Despite its legacy, this crime is still illegal in almost all American states — except for Nevada. It is certainly very illegal in Florida, where law enforcement fights to dismantle sex trafficking rings.
To find out what happens after someone is arrested for prostitution in the state of Florida, read the information below.
What Is Prostitution?
The Florida Statutes describe illegal prostitution and related acts that can lead to a criminal charge as:
- Offering prostitution services
- Giving or receiving a person for prostitution
- To own, establish, or maintain a place for prostitution
- To direct, take, or transport a person for prostitution
- Purchasing prostitution services
People in Florida can also be charged with a crime should they financially profit from prostitution or aid and abet this crime in any way.
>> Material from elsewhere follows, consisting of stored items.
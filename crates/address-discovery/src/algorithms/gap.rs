//! # Gap Scan
//!
//! Per-group gap computation over a checked batch of addresses.

use crate::domain::{invariant_aligned_results, DerivedAddress, DiscoveryError};

/// Result of scanning one checked batch.
#[derive(Clone, Debug, PartialEq, Eq)]
pub struct GapScan {
    /// Run of unused addresses at the live edge of the scan.
    pub gap: usize,
    /// Active addresses of the batch, in batch order.
    pub active: Vec<DerivedAddress>,
}

/// Compute the trailing gap of a batch and collect its active addresses.
///
/// The batch is read from its end backwards. If no address is active the
/// batch extends the previous run, so the gap is `starting_gap + len`.
/// Otherwise the run restarts after the last active address and the gap is
/// the number of addresses that follow it.
pub fn scan_gap(
    addresses: &[DerivedAddress],
    results: &[bool],
    starting_gap: usize,
) -> Result<GapScan, DiscoveryError> {
    invariant_aligned_results(addresses.len(), results.len())?;

    let gap = match results.iter().rev().position(|&used| used) {
        Some(trailing_unused) => trailing_unused,
        None => starting_gap + results.len(),
    };

    let active = addresses
        .iter()
        .zip(results)
        .filter(|(_, used)| **used)
        .map(|(address, _)| address.clone())
        .collect();

    Ok(GapScan { gap, active })
}

/// Split the flat seeded answer into one slice per group.
///
/// Seeding derives exactly `batch_size` addresses per group, so the flat list
/// must hold `batch_size * groups` results.
pub fn split_results_per_group(
    results: &[bool],
    batch_size: usize,
    groups: usize,
) -> Result<Vec<&[bool]>, DiscoveryError> {
    invariant_aligned_results(batch_size * groups, results.len())?;

    if batch_size == 0 {
        return Ok(vec![&results[..0]; groups]);
    }

    Ok(results.chunks(batch_size).collect())
}
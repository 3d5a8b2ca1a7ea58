//! # Batched Activity Checker
//!
//! Pages arbitrarily long activity queries into oracle-sized requests.

use std::sync::Arc;
use tracing::debug;

use crate::algorithms::query_pages;
use crate::domain::{invariant_aligned_results, AddressHash, DiscoveryError};
use crate::metrics::Metrics;
use crate::ports::ActivityOracle;

/// Client wrapper enforcing the oracle's per-request limit.
///
/// Pages are sent one after the other, never concurrently, and the answers
/// are concatenated in page order. Any failing page fails the whole call.
pub struct BatchedActivityChecker<O: ActivityOracle> {
    /// Underlying oracle.
    oracle: Arc<O>,
    /// Maximum addresses per request.
    query_limit: usize,
    /// Shared counters.
    metrics: Arc<Metrics>,
}

impl<O: ActivityOracle> BatchedActivityChecker<O> {
    /// Create a checker over `oracle`.
    pub fn new(oracle: Arc<O>, query_limit: usize) -> Self {
        Self {
            oracle,
            query_limit: query_limit.max(1),
            metrics: Arc::new(Metrics::new()),
        }
    }

    /// Record into an existing metrics collector.
    pub fn with_metrics(mut self, metrics: Arc<Metrics>) -> Self {
        self.metrics = metrics;
        self
    }

    /// Maximum addresses per request.
    pub fn query_limit(&self) -> usize {
        self.query_limit
    }

    /// Underlying oracle.
    pub fn oracle(&self) -> &Arc<O> {
        &self.oracle
    }

    /// Number of requests `check_active` issues for `len` addresses.
    pub fn requests_for(&self, len: usize) -> usize {
        len.div_ceil(self.query_limit)
    }

    /// Check every address; one result per address, in input order.
    pub async fn check_active(
        &self,
        addresses: &[AddressHash],
    ) -> Result<Vec<bool>, DiscoveryError> {
        let mut results = Vec::with_capacity(addresses.len());

        for page in query_pages(addresses.len(), self.query_limit) {
            let chunk = &addresses[page.clone()];
            debug!(
                "[discovery] Querying {} for addresses {}..{}",
                self.oracle.oracle_id(),
                page.start,
                page.end
            );

            self.metrics.record_oracle_request(chunk.len());
            let answer = self.oracle.addresses_used(chunk).await?;
            invariant_aligned_results(chunk.len(), answer.len())?;

            results.extend(answer);
        }

        Ok(results)
    }
}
There are only a few successful defenses to these criminal charges. One is entrapment, or law enforcement tricked a civilian into engaging in this crime. Another is that there, despite the sexual activity, there was no money exchanged.
The Different Charges
Almost all of these different charges are second-degree misdemeanors. The only exception is that renting a place for prostitution is a first-degree misdemeanor. However, coercing someone to become a prostitute is a third-degree felony and financially benefitting from prostitution is a second-degree felony.
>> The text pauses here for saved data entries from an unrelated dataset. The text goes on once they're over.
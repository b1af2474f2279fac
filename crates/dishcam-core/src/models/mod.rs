//! dishcam 도메인 모델.
//!
//! 캡처 프레임, 저장된 사진, 지문(fingerprint), 업로드 결과를 정의한다.

pub mod capture;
Second-degree misdemeanors carry a maximum sentence of 60 days and a maximum fine of $500. A first-degree felony carries a maximum sentence of one year and a maximum fine of $1,000.
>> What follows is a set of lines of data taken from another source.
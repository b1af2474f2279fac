//! 설정 및 DI 와이어링 통합 테스트.
//!
//! AppConfig → ConfigManager 영속화 → 어댑터 생성 검증.

use dishcam_core::config::AppConfig;
use dishcam_core::config_manager::ConfigManager;
use dishcam_core::error::CoreError;
use dishcam_core::secrets::Secrets;
use dishcam_network::bot_client::TelegramUploader;
use dishcam_network::vision_client::RemoteVisionAnalyzer;
use dishcam_pipeline::pipeline::PipelineOptions;
use dishcam_storage::photo_storage::PhotoStorage;
use dishcam_vision::capture::build_ffmpeg_args;
use std::time::Duration;
use tempfile::TempDir;

#[test]
fn config_defaults_are_valid() {
    let config = AppConfig::default_config();
    assert!(config.validate().is_ok());

    // 카메라
    assert!((2..=5).contains(&config.camera.flush_frames));
    assert!(config.camera.width > 0 && config.camera.height > 0);

    // 저장소
    assert_eq!(config.storage.label, "food");
    assert_eq!(config.storage.photo_dir, std::path::PathBuf::from("./image"));

    // 파이프라인 기본값: 주문 번호 입력 + 백그라운드 업로드, 분석 꺼짐
    assert!(config.pipeline.code_entry);
    assert!(config.pipeline.background_dispatch);
    assert!(!config.pipeline.analysis_enabled);
}

#[test]
fn pipeline_options_follow_config() {
    let mut config = AppConfig::default_config();
    config.pipeline.cooldown_ms = 3000;
    config.camera.flush_frames = 5;

    let options = PipelineOptions::from_config(&config);
    assert_eq!(options.cooldown, Duration::from_secs(3));
    assert_eq!(options.flush_frames, 5);
    assert_eq!(options.jpeg_quality, config.storage.jpeg_quality);
}

#[test]
fn config_manager_writes_defaults_and_loads_edits() {
    let tmp = TempDir::new().unwrap();
    let path = tmp.path().join("nested").join("config.json");

    let manager = ConfigManager::with_path(path.clone()).unwrap();
    assert!(path.exists());

    let mut config = manager.get();
    config.venue.description = "Test Kitchen".to_string();
    std::fs::write(&path, serde_json::to_string_pretty(&config).unwrap()).unwrap();

    let reopened = ConfigManager::with_path(path).unwrap();
    assert_eq!(reopened.get().venue.description, "Test Kitchen");
}

#[test]
fn invalid_config_file_fails_validation() {
    let tmp = TempDir::new().unwrap();
    let path = tmp.path().join("config.json");
    std::fs::write(&path, r#"{ "camera": { "flush_frames": 9 } }"#).unwrap();

    let config = ConfigManager::with_path(path).unwrap().get();
    assert!(matches!(
        config.validate(),
        Err(CoreError::Validation { field, .. }) if field == "camera.flush_frames"
    ));
}

#[tokio::test]
async fn all_adapters_instantiate_from_config() {
    let tmp = TempDir::new().unwrap();
    let mut config = AppConfig::default_config();
    config.storage.photo_dir = tmp.path().join("image");

    let secrets = Secrets::from_lookup(
        |name| match name {
            "BOT_TOKEN" => Some("1:x".to_string()),
            "CHAT_ID" => Some("42".to_string()),
            "OPENAI_API_KEY" => Some("sk-x".to_string()),
            _ => None,
        },
        true,
    )
    .unwrap();

    // 저장소 (디렉토리 생성)
    let storage = PhotoStorage::new(&config.storage).await.unwrap();
    assert!(storage.photo_dir().is_dir());

    // 업로더 / 분석기
    let _uploader =
        TelegramUploader::new(&config.upload, &secrets.bot_token, &secrets.chat_id).unwrap();
    let key = secrets.analysis_api_key.as_deref().unwrap();
    let _analyzer = RemoteVisionAnalyzer::new(&config.analysis, key).unwrap();

    // 카메라 명령줄
    let args = build_ffmpeg_args(&config.camera);
    assert!(args.contains(&config.camera.device));
}

#[test]
fn config_serde_roundtrip() {
    let config = AppConfig::default_config();

    let json = serde_json::to_string(&config).unwrap();
    let deserialized: AppConfig = serde_json::from_str(&json).unwrap();

    assert_eq!(deserialized.storage.label, config.storage.label);
    assert_eq!(deserialized.pipeline.cooldown_ms, config.pipeline.cooldown_ms);
    assert_eq!(
        deserialized.analysis.provider_type,
        config.analysis.provider_type
    );
}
Felonies are more serious violations of the law. A third-degree felony has a maximum sentence of 5 years and a maximum fine of $5,000. A second-degree felony has a maximum sentence of 15 years and a maximum fine of $15,000.
Arrested for Prostitution Solicitation
If someone is arrested for prostitution solicitation in Florida, they have one of three options. They can post bail and get out of jail until their court hearing, or they can seek bail bonds services for financial assistance.
The first offense is a first-degree misdemeanor; however, a repeat violation bumps it up to a third-degree felony. A third-degree felony carries a maximum sentence of 5 years and a maximum fine of $5,000. Should someone commit this offense a third time, the penalty becomes a second-degree felony.
In addition to serving jail time or paying a fine, there may be other types of punishment. These include community service, vehicle impoundment, registering on a criminal database, or attending an educational program.
Hiring a Defense Attorney
First-time offenders arrested for prostitution may have the opportunity to avoid jail time by paying a fine and completing a program instead. For repeat offenders, the punishment becomes more severe with each violation. To dodge jail time, make sure to hire an experienced criminal defense attorney.